Each line below needs to be restated word for word.

Saved entries:
--------------------------------------------------
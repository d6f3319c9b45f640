//! lazylm - interactive terminal front end
//!
//! Reads one command per line from stdin. Model output goes to stdout and
//! logs go to stderr.

use lazy_lm::llm::load_dotenv;
use lazy_lm::{EvaluationSession, HistoryPolicy, LlmConfig, SessionError, StepOutcome};
use tokio::io::{AsyncBufReadExt, BufReader};
use tracing_subscriber::{layer::SubscriberExt, util::SubscriberInitExt, Layer};

const HELP: &str = "Commands:
  <text>            set the problem (when none is set)
  :new <problem>    start over with a new problem
  :next             ask the model for the next step
  :step             show the current step
  :steps            list all steps so far
  :ask <question>   ask about the current step (also `? <question>`)
  :history          show questions and answers
  :refresh          go back to the first step
  :help             show this help
  :quit             exit";

#[derive(Debug, PartialEq, Eq)]
enum Command<'a> {
    Problem(&'a str),
    New(&'a str),
    Next,
    Step,
    Steps,
    Ask(&'a str),
    History,
    Refresh,
    Help,
    Quit,
    Empty,
    Unknown(&'a str),
}

fn parse_command(line: &str) -> Command<'_> {
    let line = line.trim();
    if line.is_empty() {
        return Command::Empty;
    }
    if let Some(question) = line.strip_prefix('?') {
        return Command::Ask(question.trim());
    }
    let Some(rest) = line.strip_prefix(':') else {
        return Command::Problem(line);
    };

    let (name, arg) = match rest.split_once(char::is_whitespace) {
        Some((name, arg)) => (name, arg.trim()),
        None => (rest, ""),
    };
    match name {
        "new" => Command::New(arg),
        "next" | "n" => Command::Next,
        "step" => Command::Step,
        "steps" => Command::Steps,
        "ask" => Command::Ask(arg),
        "history" => Command::History,
        "refresh" => Command::Refresh,
        "help" | "h" => Command::Help,
        "quit" | "q" | "exit" => Command::Quit,
        _ => Command::Unknown(name),
    }
}

fn init_logging() {
    let filter = tracing_subscriber::EnvFilter::try_from_default_env()
        .unwrap_or_else(|_| "lazy_lm=info,lazylm=info".into());
    let json = std::env::var("LAZYLM_LOG_JSON").is_ok_and(|v| v == "1");

    let layer = if json {
        tracing_subscriber::fmt::layer()
            .json()
            .with_current_span(false)
            .with_span_list(false)
            .with_writer(std::io::stderr)
            .boxed()
    } else {
        tracing_subscriber::fmt::layer()
            .with_writer(std::io::stderr)
            .boxed()
    };

    tracing_subscriber::registry().with(filter).with(layer).init();
}

async fn run_command(session: &mut EvaluationSession, command: Command<'_>) -> Result<(), SessionError> {
    match command {
        Command::Problem(problem) if !session.is_initialized() => {
            session.initialize_problem(problem);
            println!("Problem set. Use :next for the first step.");
        }
        Command::Problem(_) => {
            println!("A problem is already set. Use :new <problem> to replace it or :ask <question>.");
        }
        Command::New("") | Command::Ask("") => println!("Missing argument. See :help."),
        Command::New(problem) => {
            session.initialize_problem(problem);
            println!("Problem set. Use :next for the first step.");
        }
        Command::Next => match session.advance().await? {
            StepOutcome::Step(step) => println!("{step}"),
            StepOutcome::Done => println!("Problem done. Use :refresh or :new to continue."),
        },
        Command::Step => println!("{}", session.current_step()?),
        Command::Steps => {
            let state = session.state().ok_or(SessionError::NotInitialized)?;
            for (i, step) in state.steps().iter().enumerate() {
                println!("{i:>3}. {step}");
            }
        }
        Command::Ask(question) => println!("{}", session.ask_question(question).await?),
        Command::History => {
            for pair in session.question_history().chunks(2) {
                if let [question, answer] = pair {
                    println!("Q: {question}\nA: {answer}\n");
                }
            }
        }
        Command::Refresh => {
            session.refresh_state()?;
            println!("{}", session.current_step()?);
        }
        Command::Help => println!("{HELP}"),
        Command::Unknown(name) => println!("Unknown command :{name}. See :help."),
        Command::Quit | Command::Empty => {}
    }
    Ok(())
}

#[tokio::main]
async fn main() -> Result<(), Box<dyn std::error::Error>> {
    // Before logging so `.env` can set RUST_LOG
    let dotenv = load_dotenv();
    init_logging();
    match dotenv {
        Ok(Some(path)) => tracing::debug!(path = %path.display(), "Loaded .env"),
        Ok(None) => {}
        Err(e) => tracing::warn!(error = %e, "Failed to load .env"),
    }

    let config = LlmConfig::from_env();
    let llm = config.build_service()?;
    let policy = if std::env::var("LAZYLM_CLEAR_HISTORY").is_ok_and(|v| v == "1") {
        HistoryPolicy::ClearOnInitialize
    } else {
        HistoryPolicy::Preserve
    };
    let mut session = EvaluationSession::new(llm)
        .with_max_tokens(config.max_tokens)
        .with_history_policy(policy);

    tracing::info!(model = %session.model_id(), max_tokens = session.max_tokens(), "Session ready");
    println!("Enter a problem to solve (:help for commands).");

    let mut lines = BufReader::new(tokio::io::stdin()).lines();
    while let Some(line) = lines.next_line().await? {
        let command = parse_command(&line);
        if command == Command::Quit {
            break;
        }
        if let Err(e) = run_command(&mut session, command).await {
            tracing::debug!(error = %e, "Command failed");
            println!("Error: {e}");
        }
    }

    Ok(())
}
--------------------------------------------------
● Result of this task:
repository d6f3319c9b45f640
//! lazylm - interactive terminal front end
//!
//! Reads one command per line from stdin. Model output goes to stdout and
//! logs go to stderr.

use lazy_lm::llm::load_dotenv;
use lazy_lm::{EvaluationSession, HistoryPolicy, LlmConfig, SessionError, StepOutcome};
use tokio::io::{AsyncBufReadExt, BufReader};
use tracing_subscriber::{layer::SubscriberExt, util::SubscriberInitExt, Layer};

const HELP: &str = "Commands:
  <text>            set the problem (when none is set)
  :new <problem>    start over with a new problem
  :next             ask the model for the next step
  :step             show the current step
  :steps            list all steps so far
  :ask <question>   ask about the current step (also `? <question>`)
  :history          show questions and answers
  :refresh          go back to the first step
  :help             show this help
  :quit             exit";

#[derive(Debug, PartialEq, Eq)]
enum Command<'a> {
    Problem(&'a str),
    New(&'a str),
    Next,
    Step,
    Steps,
    Ask(&'a str),
    History,
    Refresh,
    Help,
    Quit,
    Empty,
    Unknown(&'a str),
}

fn parse_command(line: &str) -> Command<'_> {
    let line = line.trim();
    if line.is_empty() {
        return Command::Empty;
    }
    if let Some(question) = line.strip_prefix('?') {
        return Command::Ask(question.trim());
    }
    let Some(rest) = line.strip_prefix(':') else {
        return Command::Problem(line);
    };

    let (name, arg) = match rest.split_once(char::is_whitespace) {
        Some((name, arg)) => (name, arg.trim()),
        None => (rest, ""),
    };
    match name {
        "new" => Command::New(arg),
        "next" | "n" => Command::Next,
        "step" => Command::Step,
        "steps" => Command::Steps,
        "ask" => Command::Ask(arg),
        "history" => Command::History,
        "refresh" => Command::Refresh,
        "help" | "h" => Command::Help,
        "quit" | "q" | "exit" => Command::Quit,
        _ => Command::Unknown(name),
    }
}

fn init_logging() {
    let filter = tracing_subscriber::EnvFilter::try_from_default_env()
        .unwrap_or_else(|_| "lazy_lm=info,lazylm=info".into());
    let json = std::env::var("LAZYLM_LOG_JSON").is_ok_and(|v| v == "1");

    let layer = if json {
        tracing_subscriber::fmt::layer()
            .json()
            .with_current_span(false)
            .with_span_list(false)
            .with_writer(std::io::stderr)
            .boxed()
    } else {
        tracing_subscriber::fmt::layer()
            .with_writer(std::io::stderr)
            .boxed()
    };

    tracing_subscriber::registry().with(filter).with(layer).init();
}

async fn run_command(session: &mut EvaluationSession, command: Command<'_>) -> Result<(), SessionError> {
    match command {
        Command::Problem(problem) if !session.is_initialized() => {
            session.initialize_problem(problem);
            println!("Problem set. Use :next for the first step.");
        }
        Command::Problem(_) => {
            println!("A problem is already set. Use :new <problem> to replace it or :ask <question>.");
        }
        Command::New("") | Command::Ask("") => println!("Missing argument. See :help."),
        Command::New(problem) => {
            session.initialize_problem(problem);
            println!("Problem set. Use :next for the first step.");
        }
        Command::Next => match session.advance().await? {
            StepOutcome::Step(step) => println!("{step}"),
            StepOutcome::Done => println!("Problem done. Use :refresh or :new to continue."),
        },
        Command::Step => println!("{}", session.current_step()?),
        Command::Steps => {
            let state = session.state().ok_or(SessionError::NotInitialized)?;
            for (i, step) in state.steps().iter().enumerate() {
                println!("{i:>3}. {step}");
            }
        }
        Command::Ask(question) => println!("{}", session.ask_question(question).await?),
        Command::History => {
            for pair in session.question_history().chunks(2) {
                if let [question, answer] = pair {
                    println!("Q: {question}\nA: {answer}\n");
                }
            }
        }
        Command::Refresh => {
            session.refresh_state()?;
            println!("{}", session.current_step()?);
        }
        Command::Help => println!("{HELP}"),
        Command::Unknown(name) => println!("Unknown command :{name}. See :help."),
        Command::Quit | Command::Empty => {}
    }
    Ok(())
}

#[tokio::main]
async fn main() -> Result<(), Box<dyn std::error::Error>> {
    // Before logging so `.env` can set RUST_LOG
    let dotenv = load_dotenv();
    init_logging();
    match dotenv {
        Ok(Some(path)) => tracing::debug!(path = %path.display(), "Loaded .env"),
        Ok(None) => {}
        Err(e) => tracing::warn!(error = %e, "Failed to load .env"),
    }

    let config = LlmConfig::from_env();
    let llm = config.build_service()?;
    let policy = if std::env::var("LAZYLM_CLEAR_HISTORY").is_ok_and(|v| v == "1") {
        HistoryPolicy::ClearOnInitialize
    } else {
        HistoryPolicy::Preserve
    };
    let mut session = EvaluationSession::new(llm)
        .with_max_tokens(config.max_tokens)
        .with_history_policy(policy);

    tracing::info!(model = %session.model_id(), max_tokens = session.max_tokens(), "Session ready");
    println!("Enter a problem to solve (:help for commands).");

    let mut lines = BufReader::new(tokio::io::stdin()).lines();
    while let Some(line) = lines.next_line().await? {
        let command = parse_command(&line);
        if command == Command::Quit {
            break;
        }
        if let Err(e) = run_command(&mut session, command).await {
            tracing::debug!(error = %e, "Command failed");
            println!("Error: {e}");
        }
    }

    Ok(())
}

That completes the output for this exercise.